**TASK GOAL:**
Return only the stretch of the material below that begins with the line containing "vectors, for snapshots." and ends with the line containing "pub fn paint(&mut", exactly; both of those lines belong to it.

**THE DATA:**
-------

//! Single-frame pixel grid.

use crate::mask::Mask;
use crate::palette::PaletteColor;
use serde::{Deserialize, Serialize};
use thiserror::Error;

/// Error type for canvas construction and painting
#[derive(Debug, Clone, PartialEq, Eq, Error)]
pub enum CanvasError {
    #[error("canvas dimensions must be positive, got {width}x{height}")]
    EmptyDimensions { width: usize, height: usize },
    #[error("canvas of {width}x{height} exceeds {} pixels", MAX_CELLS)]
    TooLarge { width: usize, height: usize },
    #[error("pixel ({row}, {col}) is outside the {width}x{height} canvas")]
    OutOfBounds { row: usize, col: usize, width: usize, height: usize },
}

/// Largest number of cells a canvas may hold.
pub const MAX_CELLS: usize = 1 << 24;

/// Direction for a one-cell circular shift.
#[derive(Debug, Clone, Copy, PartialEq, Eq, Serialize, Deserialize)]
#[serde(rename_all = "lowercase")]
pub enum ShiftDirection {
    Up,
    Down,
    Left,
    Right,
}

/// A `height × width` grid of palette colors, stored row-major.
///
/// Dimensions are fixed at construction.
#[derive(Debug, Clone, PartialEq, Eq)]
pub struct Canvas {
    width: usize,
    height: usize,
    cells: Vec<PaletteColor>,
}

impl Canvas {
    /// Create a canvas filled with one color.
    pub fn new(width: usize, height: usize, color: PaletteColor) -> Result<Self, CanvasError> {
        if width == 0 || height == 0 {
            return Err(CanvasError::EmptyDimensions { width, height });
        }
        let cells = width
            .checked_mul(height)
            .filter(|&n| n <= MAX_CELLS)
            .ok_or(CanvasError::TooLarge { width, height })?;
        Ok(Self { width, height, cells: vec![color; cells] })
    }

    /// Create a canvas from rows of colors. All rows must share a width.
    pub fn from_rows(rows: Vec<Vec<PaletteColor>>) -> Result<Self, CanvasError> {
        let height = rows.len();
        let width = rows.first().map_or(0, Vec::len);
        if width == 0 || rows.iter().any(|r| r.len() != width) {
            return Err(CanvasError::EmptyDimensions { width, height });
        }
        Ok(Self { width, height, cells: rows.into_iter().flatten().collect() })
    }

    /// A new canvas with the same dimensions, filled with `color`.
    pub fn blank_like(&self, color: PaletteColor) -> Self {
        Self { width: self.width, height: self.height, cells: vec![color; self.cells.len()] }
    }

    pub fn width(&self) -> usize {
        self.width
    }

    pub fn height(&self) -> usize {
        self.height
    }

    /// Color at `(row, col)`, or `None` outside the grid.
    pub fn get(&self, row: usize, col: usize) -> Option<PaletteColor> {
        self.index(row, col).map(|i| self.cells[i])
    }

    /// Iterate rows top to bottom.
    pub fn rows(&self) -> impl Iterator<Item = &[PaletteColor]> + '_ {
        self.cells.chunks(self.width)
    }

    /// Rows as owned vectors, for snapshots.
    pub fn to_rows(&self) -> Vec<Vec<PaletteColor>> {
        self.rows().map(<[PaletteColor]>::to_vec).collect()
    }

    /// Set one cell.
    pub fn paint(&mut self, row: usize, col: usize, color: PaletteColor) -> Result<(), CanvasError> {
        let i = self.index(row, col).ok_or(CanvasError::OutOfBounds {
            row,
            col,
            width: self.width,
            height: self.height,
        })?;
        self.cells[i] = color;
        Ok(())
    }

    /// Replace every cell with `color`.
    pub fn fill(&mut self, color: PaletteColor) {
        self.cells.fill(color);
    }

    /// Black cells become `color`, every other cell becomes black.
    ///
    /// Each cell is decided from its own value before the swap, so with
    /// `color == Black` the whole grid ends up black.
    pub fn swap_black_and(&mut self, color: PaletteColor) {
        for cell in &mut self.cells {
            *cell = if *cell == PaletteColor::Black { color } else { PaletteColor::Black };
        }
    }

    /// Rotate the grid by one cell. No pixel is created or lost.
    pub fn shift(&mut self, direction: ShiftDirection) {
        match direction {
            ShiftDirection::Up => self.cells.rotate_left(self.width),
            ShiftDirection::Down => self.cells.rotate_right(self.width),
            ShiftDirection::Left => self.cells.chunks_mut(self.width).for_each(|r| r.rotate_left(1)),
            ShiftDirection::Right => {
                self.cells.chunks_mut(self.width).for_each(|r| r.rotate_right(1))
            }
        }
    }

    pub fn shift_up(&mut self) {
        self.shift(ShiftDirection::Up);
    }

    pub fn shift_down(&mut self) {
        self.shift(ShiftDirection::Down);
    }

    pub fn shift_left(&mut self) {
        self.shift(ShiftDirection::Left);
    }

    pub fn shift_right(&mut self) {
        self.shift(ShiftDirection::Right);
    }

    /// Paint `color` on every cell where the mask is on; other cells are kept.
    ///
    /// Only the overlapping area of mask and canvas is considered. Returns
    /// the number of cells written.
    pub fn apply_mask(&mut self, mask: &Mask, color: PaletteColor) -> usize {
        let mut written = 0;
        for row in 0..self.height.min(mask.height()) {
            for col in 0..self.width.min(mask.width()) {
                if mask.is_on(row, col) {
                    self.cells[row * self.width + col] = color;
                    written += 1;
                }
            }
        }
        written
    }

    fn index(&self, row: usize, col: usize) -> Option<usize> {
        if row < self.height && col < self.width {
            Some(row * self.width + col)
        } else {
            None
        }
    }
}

-------

**WRITTEN RESPONSE:**
    /// Rows as owned vectors, for snapshots.
    pub fn to_rows(&self) -> Vec<Vec<PaletteColor>> {
        self.rows().map(<[PaletteColor]>::to_vec).collect()
    }

    /// Set one cell.
    pub fn paint(&mut self, row: usize, col: usize, color: PaletteColor) -> Result<(), CanvasError> {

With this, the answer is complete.